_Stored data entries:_
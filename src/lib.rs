//! # strata
//!
//! Markdown-aware document chunking for LLM dataset pipelines.
//!
//! ## The Problem
//!
//! Question/answer generation prompts want bounded, self-describing pieces
//! of a document. Documents arrive as one long extracted text. Splitting
//! every N characters fragments sentences and loses the section a passage
//! belongs to; splitting only on headers produces chunks from three words
//! to thirty pages. And real corpora are multilingual: a splitter that
//! counts bytes cuts Arabic and CJK documents to a fraction of the
//! intended size, and one that indexes carelessly tears emoji in half.
//!
//! This crate is the deterministic middle ground: structural splitting
//! where structure exists, length-bounded packing everywhere, graceful
//! fallbacks when neither headers nor delimiters are present. All sizes
//! are Unicode scalar counts; all slicing is char-boundary safe. No I/O,
//! no model calls: chunking a document twice gives identical output.
//!
//! ## Strategies
//!
//! ### Markdown ([`MarkdownChunker`])
//!
//! Detects ATX (`## Title`) and Setext (`Title\n---`) headers, cuts the
//! text into sections, then greedily packs adjacent small sections up to a
//! size budget. Oversized sections fall through to the recursive splitter
//! and come back as `(part n)` pieces. Every chunk keeps the title and
//! level of its first section.
//!
//! **When to use**: documents with real heading structure.
//!
//! ### Delimiter ([`DelimiterChunker`])
//!
//! A literal split on one separator, with optional trimming. No size
//! bound; the caller owns downstream limits.
//!
//! **When to use**: pre-structured exports, transcripts, Q&A dumps.
//!
//! ### Overlap windows ([`OverlapChunker`])
//!
//! Packs paragraphs up to a budget and seeds each new chunk with the tail
//! of the previous one, so local context survives the boundary.
//!
//! **When to use**: plain text with no usable markers; the default.
//!
//! ### Recursive ([`RecursiveChunker`])
//!
//! Tries paragraph breaks, then line breaks, then sentence breaks, then
//! words, then raw character windows, recursing into any piece that still
//! exceeds the budget. The workhorse behind oversized-section splitting,
//! also usable on its own.
//!
//! ## Quick Start
//!
//! ```rust
//! use strata::{chunk_document, ChunkConfig, Strategy};
//!
//! let text = "# Guide\n\nFirst paragraph.\n\nSecond paragraph.";
//!
//! let config = ChunkConfig {
//!     strategy: Strategy::Markdown,
//!     ..ChunkConfig::default()
//! };
//! let chunks = chunk_document(text, &config).unwrap();
//!
//! assert_eq!(chunks[0].title, "Guide");
//! assert!(chunks[0].size <= 2000);
//! ```
//!
//! Or drive a strategy directly:
//!
//! ```rust
//! use strata::{Chunker, OverlapChunker};
//!
//! let chunker = OverlapChunker::new(1500, 200).unwrap();
//! let chunks = chunker.chunk("long plain text…");
//! assert_eq!(chunks.len(), 1);
//! ```
//!
//! The table of contents is independent of chunking:
//!
//! ```rust
//! use strata::{extract_toc, toc_to_markdown};
//!
//! let toc = extract_toc("# A\n## B\n# C");
//! assert_eq!(toc_to_markdown(&toc, true), "- A\n  - B\n- C");
//! ```

mod chunk;
mod config;
mod delimiter;
mod error;
mod markdown;
mod normalize;
mod outline;
mod overlap;
mod recursive;
mod section;
mod toc;

pub use chunk::Chunk;
pub use config::{ChunkConfig, Strategy};
pub use delimiter::DelimiterChunker;
pub use error::{Error, Result};
pub use markdown::{MarkdownChunker, DEFAULT_MAX_LENGTH, DEFAULT_MIN_LENGTH};
pub use normalize::{count_chars, count_graphemes, is_rtl, normalize, substring};
pub use outline::{extract_outline, OutlineEntry};
pub use overlap::OverlapChunker;
pub use recursive::{RecursiveChunker, DEFAULT_SEPARATORS};
pub use section::{segment, Section};
pub use toc::{build_toc, extract_toc, toc_to_markdown, TocEntry};

/// A document chunking strategy.
///
/// All strategies implement this trait, so pipelines can pick one at
/// runtime and hold it as `Box<dyn Chunker>`:
///
/// ```rust
/// use strata::{Chunk, Chunker, DelimiterChunker, OverlapChunker};
///
/// fn chunk_with(chunker: &dyn Chunker, text: &str) -> Vec<Chunk> {
///     chunker.chunk(text)
/// }
///
/// let text = "one\n\ntwo";
/// let by_delimiter = chunk_with(&DelimiterChunker::new("\n\n"), text);
/// let by_window = chunk_with(&OverlapChunker::new(100, 10).unwrap(), text);
/// assert_eq!(by_delimiter.len(), 2);
/// assert_eq!(by_window.len(), 1);
/// ```
pub trait Chunker: Send + Sync {
    /// Split text into ordered chunks.
    ///
    /// Normalizes internally; never fails. Absent structure degrades to a
    /// well-defined fallback, empty input yields no chunks.
    fn chunk(&self, text: &str) -> Vec<Chunk>;

    /// Estimate the number of chunks for a given text length, for
    /// pre-allocation. May be approximate.
    fn estimate_chunks(&self, text_len: usize) -> usize {
        (text_len / 500).max(1)
    }
}

/// Chunk a document according to a [`ChunkConfig`].
///
/// The orchestration entry point used by file-processing pipelines:
/// validates the configuration, constructs the strategy, and runs it. The
/// caller owns identity and ordering of the returned chunks.
///
/// # Errors
///
/// Fails fast on an invalid configuration (`chunk_size == 0` or
/// `chunk_overlap >= chunk_size`); splitting itself never fails.
///
/// ```rust
/// use strata::{chunk_document, ChunkConfig, Strategy};
///
/// let config = ChunkConfig {
///     strategy: Strategy::Delimiter,
///     delimiter: "|".to_string(),
///     ..ChunkConfig::default()
/// };
/// let chunks = chunk_document("a|b", &config).unwrap();
/// assert_eq!(chunks.len(), 2);
/// ```
pub fn chunk_document(text: &str, config: &ChunkConfig) -> Result<Vec<Chunk>> {
    config.validate()?;

    let chunker: Box<dyn Chunker> = match config.strategy {
        Strategy::Markdown => Box::new(MarkdownChunker::default()),
        Strategy::Delimiter => Box::new(DelimiterChunker::new(config.delimiter.clone())),
        Strategy::Auto => Box::new(
            OverlapChunker::new(config.chunk_size, config.chunk_overlap)?
                .with_separator(config.delimiter.clone()),
        ),
    };

    let chunks = chunker.chunk(text);
    tracing::debug!(
        strategy = ?config.strategy,
        chunks = chunks.len(),
        "document chunked"
    );
    Ok(chunks)
}
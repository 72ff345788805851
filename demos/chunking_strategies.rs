//! Chunking Strategies
//!
//! Runs the same document through every strategy.
//!
//! ```bash
//! cargo run --example chunking_strategies
//! ```

use strata::{
    extract_toc, toc_to_markdown, Chunker, DelimiterChunker, MarkdownChunker, OverlapChunker,
};

fn main() {
    let document = "# User Guide\n\
        \n\
        Welcome to the product. This introduction explains the basics\n\
        and points to the detailed sections below.\n\
        \n\
        ## Installation\n\
        \n\
        Download the package and run the installer. The defaults work\n\
        for most setups.\n\
        \n\
        ## Configuration\n\
        \n\
        Every option lives in one file. Change a value, restart, done.";

    println!("Document: {} chars\n", document.chars().count());

    let markdown = MarkdownChunker::new(40, 120).unwrap();
    report("markdown (min 40 / max 120)", &markdown.chunk(document));

    let delimiter = DelimiterChunker::new("\n\n");
    report("delimiter (\"\\n\\n\")", &delimiter.chunk(document));

    let windows = OverlapChunker::new(120, 20).unwrap();
    report("overlap windows (120 / 20)", &windows.chunk(document));

    println!("table of contents:");
    println!("{}", toc_to_markdown(&extract_toc(document), true));
}

fn report(label: &str, chunks: &[strata::Chunk]) {
    println!("{label}: {} chunks", chunks.len());
    for (i, chunk) in chunks.iter().enumerate() {
        let preview: String = chunk.content.chars().take(40).collect();
        println!("  [{i}] {:>3} chars  {:?}", chunk.size, preview);
    }
    println!();
}
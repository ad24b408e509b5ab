//! The game model and its transition function.
//!
//! [`GameState`] is plain data with no locking. It is the single place the
//! rules live; [`SharedGame`](crate::SharedGame) wraps it for concurrent use.

use std::fmt;

use serde::{Deserialize, Serialize};

use crate::{Board, Cell, MoveError, Player, CELL_COUNT};

/// Where a round stands.
///
/// Invariant: `InProgress` iff no winning line exists and at least one cell
/// is still empty.
#[derive(
    Debug, Clone, Copy, PartialEq, Eq, Hash, Serialize, Deserialize, Default,
)]
pub enum Status {
    #[default]
    InProgress,
    Won(Player),
    Draw,
}

impl Status {
    /// Returns `true` once the round has a winner or is drawn.
    pub fn is_terminal(self) -> bool {
        !matches!(self, Self::InProgress)
    }
}

impl fmt::Display for Status {
    fn fmt(&self, f: &mut fmt::Formatter<'_>) -> fmt::Result {
        match self {
            Self::InProgress => write!(f, "IN_PROGRESS"),
            Self::Won(player) => write!(f, "Player {player} wins!"),
            Self::Draw => write!(f, "Draw!"),
        }
    }
}

/// The result of an accepted move.
#[derive(Debug, Clone, Copy, PartialEq, Eq, Serialize, Deserialize)]
pub enum MoveOutcome {
    /// The round goes on and `next` is on turn.
    Continue { next: Player },
    /// The mover completed a line.
    Won(Player),
    /// The mover filled the last cell without completing a line.
    Draw,
}

impl MoveOutcome {
    /// The status the game is in after this outcome.
    pub fn status(self) -> Status {
        match self {
            Self::Continue { .. } => Status::InProgress,
            Self::Won(player) => Status::Won(player),
            Self::Draw => Status::Draw,
        }
    }
}

impl fmt::Display for MoveOutcome {
    fn fmt(&self, f: &mut fmt::Formatter<'_>) -> fmt::Result {
        match self {
            Self::Continue { next } => {
                write!(f, "Move accepted. Next player: {next}")
            }
            Self::Won(_) | Self::Draw => write!(f, "{}", self.status()),
        }
    }
}

/// A tic-tac-toe round: board, whose turn it is, and the status.
#[derive(Debug, Clone, PartialEq, Eq, Serialize, Deserialize)]
pub struct GameState {
    board: Board,
    current_player: Player,
    status: Status,
}

impl GameState {
    /// A fresh round: empty board, X on turn, in progress.
    pub fn new() -> Self {
        Self {
            board: Board::new(),
            current_player: Player::X,
            status: Status::InProgress,
        }
    }

    /// Plays `player` at `position`.
    ///
    /// Checks run in a fixed order and the first failure wins: game over,
    /// wrong turn, out of range, occupied. A rejected move leaves the state
    /// untouched. After a write the win check runs before the draw check, so
    /// a move that fills the board and completes a line is a win.
    pub fn make_move(
        &mut self,
        player: Player,
        position: i32,
    ) -> Result<MoveOutcome, MoveError> {
        if self.status.is_terminal() {
            return Err(MoveError::GameOver(self.status));
        }

        if player != self.current_player {
            return Err(MoveError::WrongTurn {
                current: self.current_player,
            });
        }

        let index = usize::try_from(position)
            .ok()
            .filter(|&i| i < CELL_COUNT)
            .ok_or(MoveError::OutOfRange(position))?;

        if !self.board.cells()[index].is_empty() {
            return Err(MoveError::CellOccupied(index));
        }

        self.board.set(index, Cell::Taken(player));
        tracing::debug!(%player, position = index, "move applied");

        let outcome = if self.board.has_line(player) {
            MoveOutcome::Won(player)
        } else if self.board.is_full() {
            MoveOutcome::Draw
        } else {
            self.current_player = player.opponent();
            MoveOutcome::Continue {
                next: self.current_player,
            }
        };

        self.status = outcome.status();
        if self.status.is_terminal() {
            tracing::info!(status = %self.status, "round finished");
        }
        Ok(outcome)
    }

    /// A copy of the board.
    pub fn board(&self) -> Board {
        self.board
    }

    pub fn status(&self) -> Status {
        self.status
    }

    pub fn current_player(&self) -> Player {
        self.current_player
    }

    /// The winner, if the round ended in a win.
    pub fn winner(&self) -> Option<Player> {
        match self.status {
            Status::Won(player) => Some(player),
            _ => None,
        }
    }

    /// Back to the initial state.
    pub fn reset(&mut self) {
        *self = Self::new();
    }
}

impl Default for GameState {
    fn default() -> Self {
        Self::new()
    }
}
//! Client stubs: the same five game operations, in-process or over TCP.
//!
//! Every stub implements [`GameClient`]. An implementation only provides
//! [`GameClient::call`]; the typed `try_*` operations and the sentinel
//! wrappers are built on top of it.
//!
//! The sentinel wrappers never fail. When a call cannot complete they
//! return a fixed fallback value instead:
//!
//! | operation            | fallback                              |
//! |----------------------|---------------------------------------|
//! | `make_move`          | the rule message, or `"Error: <msg>"` |
//! | `get_board`          | nine `'\0'` cells                     |
//! | `get_status`         | `"ERROR"`                             |
//! | `get_current_player` | `'X'`                                 |
//! | `reset_game`         | `"Error: <msg>"`                      |

use std::sync::Arc;

use tictac_game::{CELL_COUNT, Player};
use tictac_protocol::{
    Codec, GameCall, JsonCodec, Method, ProtocolError, RemoteError,
    ResultFrame, WireValue,
};
use tictac_service::{DEFAULT_SERVICE, Registry, ServiceHost};
use tictac_transport::{Connection, TcpConnection, TransportError};
use tokio::net::ToSocketAddrs;
use tokio::sync::Mutex;

/// Status string returned by [`GameClient::get_status`] on failure.
pub const STATUS_ERROR: &str = "ERROR";

/// Why a client call did not produce a value.
#[derive(Debug, thiserror::Error)]
pub enum ClientError {
    /// The connection failed while sending or receiving.
    #[error(transparent)]
    Transport(#[from] TransportError),

    /// A frame could not be encoded or decoded.
    #[error(transparent)]
    Protocol(#[from] ProtocolError),

    /// The service refused the call.
    #[error(transparent)]
    Remote(#[from] RemoteError),

    /// The service answered with a value of the wrong shape.
    #[error("unexpected {got} response to {method}")]
    UnexpectedResponse { method: Method, got: &'static str },

    /// The client has no open connection.
    #[error("not connected to the game server")]
    Disconnected,
}

/// The five game operations.
pub trait GameClient {
    /// Runs one call against the service.
    async fn call(&self, call: GameCall) -> Result<WireValue, ClientError>;

    async fn try_make_move(
        &self,
        player: Player,
        position: i32,
    ) -> Result<String, ClientError> {
        let value = self.call(GameCall::MakeMove { player, position }).await?;
        into_string(Method::MakeMove, value)
    }

    /// Like [`try_make_move`](Self::try_make_move) for callers holding a
    /// raw player mark. Anything but `'X'` or `'O'` is `InvalidArguments`.
    async fn try_make_move_char(
        &self,
        player: char,
        position: i32,
    ) -> Result<String, ClientError> {
        let Some(player) = Player::from_char(player) else {
            return Err(RemoteError::invalid_arguments(
                Method::MakeMove.as_str(),
                format_args!("player must be 'X' or 'O', got {player:?}"),
            )
            .into());
        };
        self.try_make_move(player, position).await
    }

    async fn try_get_board(&self) -> Result<[char; CELL_COUNT], ClientError> {
        let value = self.call(GameCall::GetBoard).await?;
        value
            .as_chars()
            .and_then(|cells| <[char; CELL_COUNT]>::try_from(cells).ok())
            .ok_or(ClientError::UnexpectedResponse {
                method: Method::GetBoard,
                got: value.type_name(),
            })
    }

    async fn try_get_status(&self) -> Result<String, ClientError> {
        let value = self.call(GameCall::GetStatus).await?;
        into_string(Method::GetStatus, value)
    }

    async fn try_get_current_player(&self) -> Result<char, ClientError> {
        let value = self.call(GameCall::GetCurrentPlayer).await?;
        value.as_char().ok_or(ClientError::UnexpectedResponse {
            method: Method::GetCurrentPlayer,
            got: value.type_name(),
        })
    }

    async fn try_reset_game(&self) -> Result<String, ClientError> {
        let value = self.call(GameCall::ResetGame).await?;
        into_string(Method::ResetGame, value)
    }

    /// Submits a move. Rule violations come back as their message.
    async fn make_move(&self, player: Player, position: i32) -> String {
        self.try_make_move(player, position)
            .await
            .unwrap_or_else(|e| error_message(&e))
    }

    async fn make_move_char(&self, player: char, position: i32) -> String {
        self.try_make_move_char(player, position)
            .await
            .unwrap_or_else(|e| error_message(&e))
    }

    async fn get_board(&self) -> [char; CELL_COUNT] {
        self.try_get_board().await.unwrap_or_else(|e| {
            tracing::warn!(error = %e, "getBoard failed");
            ['\0'; CELL_COUNT]
        })
    }

    async fn get_status(&self) -> String {
        self.try_get_status().await.unwrap_or_else(|e| {
            tracing::warn!(error = %e, "getStatus failed");
            STATUS_ERROR.to_string()
        })
    }

    async fn get_current_player(&self) -> char {
        self.try_get_current_player().await.unwrap_or_else(|e| {
            tracing::warn!(error = %e, "getCurrentPlayer failed");
            Player::X.as_char()
        })
    }

    async fn reset_game(&self) -> String {
        self.try_reset_game()
            .await
            .unwrap_or_else(|e| error_message(&e))
    }
}

fn into_string(method: Method, value: WireValue) -> Result<String, ClientError> {
    match value {
        WireValue::Str(s) => Ok(s),
        other => Err(ClientError::UnexpectedResponse {
            method,
            got: other.type_name(),
        }),
    }
}

/// Remote errors already carry a caller-facing message; everything else is
/// prefixed with `"Error: "`.
fn error_message(err: &ClientError) -> String {
    match err {
        ClientError::Remote(remote) => remote.message.clone(),
        other => {
            tracing::warn!(error = %other, "call failed");
            format!("Error: {other}")
        }
    }
}

// ---------------------------------------------------------------------------
// LocalGameClient
// ---------------------------------------------------------------------------

/// Calls the service in-process, without a socket.
///
/// Each call looks the service up in the registry. On a miss it asks the
/// host for a fresh handle and caches it, so unbinding the service only
/// costs the next caller one extra lookup.
#[derive(Debug, Clone)]
pub struct LocalGameClient {
    registry: Arc<Registry>,
    host: Arc<ServiceHost>,
    service_name: String,
}

impl LocalGameClient {
    pub fn new(registry: Arc<Registry>, host: Arc<ServiceHost>) -> Self {
        Self {
            registry,
            host,
            service_name: DEFAULT_SERVICE.to_string(),
        }
    }

    /// Targets a service other than [`DEFAULT_SERVICE`].
    pub fn with_service_name(mut self, name: impl Into<String>) -> Self {
        self.service_name = name.into();
        self
    }

    pub fn service_name(&self) -> &str {
        &self.service_name
    }
}

impl GameClient for LocalGameClient {
    async fn call(&self, call: GameCall) -> Result<WireValue, ClientError> {
        let handle = self.host.resolve(&self.registry, &self.service_name);
        Ok(handle.call(call)?)
    }
}

// ---------------------------------------------------------------------------
// RemoteGameClient
// ---------------------------------------------------------------------------

/// Calls the service over one TCP connection.
///
/// The connection lock is held for the whole send/receive exchange, so
/// concurrent callers sharing one client take turns and their frames never
/// interleave. A transport failure, or a call abandoned before its reply
/// arrived, drops the connection; every later call fails with
/// [`ClientError::Disconnected`].
pub struct RemoteGameClient<C: Codec = JsonCodec> {
    conn: Mutex<Option<TcpConnection>>,
    codec: C,
}

impl RemoteGameClient<JsonCodec> {
    /// Connects to a server using JSON frames.
    pub async fn connect(addr: impl ToSocketAddrs) -> Result<Self, ClientError> {
        Self::connect_with_codec(addr, JsonCodec).await
    }
}

impl<C: Codec> RemoteGameClient<C> {
    pub async fn connect_with_codec(
        addr: impl ToSocketAddrs,
        codec: C,
    ) -> Result<Self, ClientError> {
        let conn = TcpConnection::connect(addr).await?;
        tracing::info!(
            conn_id = %conn.id(),
            peer = ?conn.peer_addr(),
            "connected to game server"
        );
        Ok(Self {
            conn: Mutex::new(Some(conn)),
            codec,
        })
    }

    pub async fn is_connected(&self) -> bool {
        self.conn.lock().await.is_some()
    }

    /// Closes the connection. Later calls fail with
    /// [`ClientError::Disconnected`].
    pub async fn disconnect(&self) {
        let Some(conn) = self.conn.lock().await.take() else {
            return;
        };
        let conn_id = conn.id();
        if let Err(e) = conn.close().await {
            tracing::debug!(%conn_id, error = %e, "close failed");
        }
        tracing::info!(%conn_id, "disconnected from game server");
    }

    async fn exchange(
        conn: &TcpConnection,
        request: &[u8],
    ) -> Result<Vec<u8>, ClientError> {
        conn.send(request).await?;
        conn.recv().await?.ok_or(ClientError::Disconnected)
    }
}

impl<C: Codec> GameClient for RemoteGameClient<C> {
    async fn call(&self, call: GameCall) -> Result<WireValue, ClientError> {
        let request = self.codec.encode(&call.to_frame())?;

        // The connection stays out of the slot while a reply is outstanding,
        // so a dropped call leaves the client disconnected, not out of step.
        let mut slot = self.conn.lock().await;
        let Some(conn) = slot.take() else {
            return Err(ClientError::Disconnected);
        };
        let conn_id = conn.id();

        let response = match Self::exchange(&conn, &request).await {
            Ok(response) => response,
            Err(e) => {
                tracing::warn!(
                    %conn_id,
                    method = %call.method(),
                    error = %e,
                    "call failed, dropping connection"
                );
                return Err(e);
            }
        };
        *slot = Some(conn);
        drop(slot);

        let result: ResultFrame = self.codec.decode(&response)?;
        Ok(result.into_result()?)
    }
}

impl<C: Codec> std::fmt::Debug for RemoteGameClient<C> {
    fn fmt(&self, f: &mut std::fmt::Formatter<'_>) -> std::fmt::Result {
        f.debug_struct("RemoteGameClient").finish_non_exhaustive()
    }
}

_Try it:_ Return only the number of lines in the preceding records that contain the string "ResetGame".

_Output below:_ 2